You can spawn substasks during execution of `execute()`. For that:
1. Create new object of your task class over the memory returned by `child()`
2. Call `void spawn(task *t)` to place a new task in thread queue
3. Call `void wait()` to wait for all created subtasks to finish

### Create scheduler object

Create `scheduler<T>` object with specified maximum number of subtasks and a number of threads:

```c++
scheduler<FibTask> sh(2, nthreads);
```

The specified number of execution threads (`nthreads`) will be created. These threads will be removed when the destructor is called. 
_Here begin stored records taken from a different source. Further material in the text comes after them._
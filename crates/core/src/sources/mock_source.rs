//! Mock source implementation for testing.

use async_trait::async_trait;
use er_protocol::Event;
use std::sync::atomic::{AtomicUsize, Ordering};
use std::sync::Arc;
use std::time::Duration;
use tokio::sync::Notify;

use crate::sources::base::{Source, SourceError, DEFAULT_SOURCE_TIMEOUT};

#[derive(Clone)]
enum Behavior {
    Return(Vec<Event>),
    Fail(String),
    Block(BlockHandle, Vec<Event>),
    Hang,
}

/// Lets a test observe when a blocking [`MockSource`] has been entered and
/// decide when it may return.
#[derive(Clone, Default)]
pub struct BlockHandle {
    started: Arc<Notify>,
    release: Arc<Notify>,
}

impl BlockHandle {
    /// Wait until the source's `search_events` has been called.
    pub async fn wait_started(&self) {
        self.started.notified().await;
    }

    /// Let the blocked call return. Safe to call before the call starts.
    pub fn release(&self) {
        self.release.notify_one();
    }
}

#[derive(Clone)]
pub struct MockSource {
    name: String,
    behavior: Behavior,
    timeout: Duration,
    calls: Arc<AtomicUsize>,
}

impl MockSource {
    fn with_behavior(name: &str, behavior: Behavior) -> Self {
        Self {
            name: name.to_string(),
            behavior,
            timeout: DEFAULT_SOURCE_TIMEOUT,
            calls: Arc::new(AtomicUsize::new(0)),
        }
    }

    pub fn returning(name: &str, events: Vec<Event>) -> Self {
        Self::with_behavior(name, Behavior::Return(events))
    }

    pub fn failing(name: &str, message: &str) -> Self {
        Self::with_behavior(name, Behavior::Fail(message.to_string()))
    }

    /// A source that returns `events` only after [`BlockHandle::release`].
    pub fn blocking(name: &str, events: Vec<Event>) -> (Self, BlockHandle) {
        let handle = BlockHandle::default();
        let source = Self::with_behavior(name, Behavior::Block(handle.clone(), events));
        (source, handle)
    }

    /// A source that never returns; pair with [`MockSource::with_timeout`].
    pub fn hanging(name: &str) -> Self {
        Self::with_behavior(name, Behavior::Hang)
    }

    pub fn with_timeout(mut self, timeout: Duration) -> Self {
        self.timeout = timeout;
        self
    }

    /// Number of `search_events` calls so far, shared across clones.
    pub fn call_count(&self) -> usize {
        self.calls.load(Ordering::SeqCst)
    }
}

#[async_trait]
impl Source for MockSource {
    fn name(&self) -> &str {
        &self.name
    }

    fn base_url(&self) -> &str {
        "mock://source"
    }

    fn timeout(&self) -> Duration {
        self.timeout
    }

    async fn search_events(&self) -> Result<Vec<Event>, SourceError> {
        self.calls.fetch_add(1, Ordering::SeqCst);

        match &self.behavior {
            Behavior::Return(events) => Ok(events.clone()),
            Behavior::Fail(message) => Err(SourceError::Other(message.clone())),
            Behavior::Block(handle, events) => {
                handle.started.notify_one();
                handle.release.notified().await;
                Ok(events.clone())
            }
            Behavior::Hang => {
                std::future::pending::<()>().await;
                Ok(Vec::new())
            }
        }
    }
}
use chrono::{TimeZone, Utc};
use er_protocol::*;

fn sample_event() -> Event {
    let start = Utc.with_ymd_and_hms(2024, 10, 9, 0, 0, 0).unwrap();
    Event {
        id: "3f1c9a0d2b7e4c55".to_string(),
        title: "World Summit AI".to_string(),
        description: "Leading global AI conference and tech festival".to_string(),
        start_date: start,
        end_date: Utc.with_ymd_and_hms(2024, 10, 10, 0, 0, 0).unwrap(),
        location: "Amsterdam".to_string(),
        url: "https://worldsummit.ai".to_string(),
        source: "conference-agent".to_string(),
        tags: vec!["ai".to_string(), "conference".to_string()],
        price: None,
        organizer: Some("InspiredMinds".to_string()),
        image_url: None,
        created_at: start,
        updated_at: start,
    }
}

#[test]
fn test_event_serializes_with_camel_case_keys() {
    let json = serde_json::to_value(sample_event()).expect("Failed to serialize Event");

    assert_eq!(json["startDate"], "2024-10-09T00:00:00Z");
    assert_eq!(json["endDate"], "2024-10-10T00:00:00Z");
    assert_eq!(json["imageUrl"], serde_json::Value::Null);
    assert_eq!(json["organizer"], "InspiredMinds");
    assert!(json.get("start_date").is_none());
}

#[test]
fn test_event_deserializes_without_optional_fields() {
    let json = r#"{
        "id": "abc",
        "title": "AI Meetup",
        "description": "",
        "startDate": "2024-11-01T18:00:00Z",
        "endDate": "2024-11-01T20:00:00Z",
        "location": "Amsterdam",
        "url": "",
        "source": "meetup",
        "tags": ["AI", "meetup"],
        "createdAt": "2024-10-01T00:00:00Z",
        "updatedAt": "2024-10-01T00:00:00Z"
    }"#;

    let event: Event = serde_json::from_str(json).expect("Failed to deserialize Event");

    assert_eq!(event.price, None);
    assert_eq!(event.organizer, None);
    assert_eq!(event.image_url, None);
    assert!(event.has_tag("ai"));
    assert!(!event.has_tag("conference"));
}

#[test]
fn test_scheduler_status_serialization() {
    let status = SchedulerStatus {
        is_running: false,
        cron_active: true,
        last_run: Some(Utc.with_ymd_and_hms(2024, 10, 9, 10, 0, 0).unwrap()),
    };

    let json = serde_json::to_string(&status).expect("Failed to serialize SchedulerStatus");
    assert_eq!(
        json,
        r#"{"isRunning":false,"cronActive":true,"lastRun":"2024-10-09T10:00:00Z"}"#
    );

    let back: SchedulerStatus =
        serde_json::from_str(&json).expect("Failed to deserialize SchedulerStatus");
    assert_eq!(back, status);
    assert_eq!(back.state(), SchedulerState::Idle);
}

#[test]
fn test_scheduler_status_missing_last_run() {
    let status: SchedulerStatus = serde_json::from_str(r#"{"isRunning":true,"cronActive":false}"#)
        .expect("Failed to deserialize SchedulerStatus");

    assert_eq!(status.last_run, None);
    assert_eq!(status.state(), SchedulerState::Running);
    assert_eq!(serde_json::to_string(&status.state()).unwrap(), r#""RUNNING""#);
}

#[test]
fn test_radar_config_defaults_from_empty_toml() {
    let config: RadarConfig = toml::from_str("").expect("Failed to parse empty config");

    assert_eq!(config, RadarConfig::default());
    assert_eq!(config.schedule, DEFAULT_SCHEDULE);
    assert_eq!(config.upcoming_days, DEFAULT_UPCOMING_DAYS);
    assert_eq!(config.source_timeout_secs, DEFAULT_SOURCE_TIMEOUT_SECS);
    assert_eq!(config.calendar.timezone, "Europe/Amsterdam");
}

#[test]
fn test_radar_config_agent_toggles() {
    let toml_str = r#"
schedule = "*/15 * * * *"

[calendar]
name = "Tech Events"

[agents]
MeetupAgent = true
EventbriteAgent = false
"#;

    let config: RadarConfig = toml::from_str(toml_str).expect("Failed to parse config");

    assert_eq!(config.schedule, "*/15 * * * *");
    assert_eq!(config.calendar.name, "Tech Events");
    assert_eq!(config.calendar.description, CalendarConfig::default().description);
    assert_eq!(config.agents.get("MeetupAgent"), Some(&true));
    assert_eq!(config.agents.get("EventbriteAgent"), Some(&false));
    assert_eq!(config.agents.get("ConferenceAgent"), None);
}

#[test]
fn test_feed_event_mirrors_event() {
    let event = sample_event();
    let feed = JsonFeed {
        title: "AI Events Amsterdam".to_string(),
        description: "AI-related events happening in Amsterdam".to_string(),
        updated: event.created_at,
        events: vec![FeedEvent::from(&event)],
    };

    let json = serde_json::to_value(&feed).expect("Failed to serialize JsonFeed");
    assert_eq!(json["events"][0]["id"], event.id);
    assert_eq!(json["events"][0]["startDate"], "2024-10-09T00:00:00Z");

    let back: JsonFeed = serde_json::from_value(json).expect("Failed to deserialize JsonFeed");
    assert_eq!(back, feed);
}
### Submit root task for execution

Create an object for the root task over the memory returned by `sh.root()` and submit the task for execution with `sh.spawn()`. To wait until the task is finished call `sh.wait()`:

```c++
sh.spawn(new(sh.root()) FibTask(n, &answer));
sh.wait()
```
 
## Example

```c++
#include <iostream>
#include <thread>

#include <staccato/scheduler.hpp>

using namespace std;
using namespace staccato;

class FibTask: public task<FibTask>
{
public:
	FibTask (int n_, long *sum_): n(n_), sum(sum_)
	{ }

	void execute() {
		if (n <= 2) {
			*sum = 1;
			return;
		}

		long x;
		spawn(new(child()) FibTask(n - 1, &x));
		long y;
		spawn(new(child()) FibTask(n - 2, &y));

		wait();

		*sum = x + y;

		return;
	}

private:
	int n;
	long *sum;
};

int main(int argc, char *argv[])
{
	size_t n = 20;
	long answer; 
	size_t nthreads = 0;

	if (argc >= 2)
		nthreads = atoi(argv[1]);
	if (argc >= 3)
		n = atoi(argv[2]);
	if (nthreads == 0)
		nthreads = thread::hardware_concurrency();

	{
		scheduler<FibTask> sh(2, nthreads);
		sh.spawn(new(sh.root()) FibTask(n, &answer));
		sh.wait();
	}

	cout << "fib(" << n << ") = " << answer << "\n";

	return 0;
}
```

This program calculates 40'th Fibonacci number by recurrence formula. The root task calculates 40'th number by spawning two subtasks for 39'th and 38'th numbers. They, in turn, spawn two subtasks and so on until the first number. When subtasks finish, their sum is calculated and it is stored in parent's task memory.

For more examples check `bencmarks/staccato/` directory.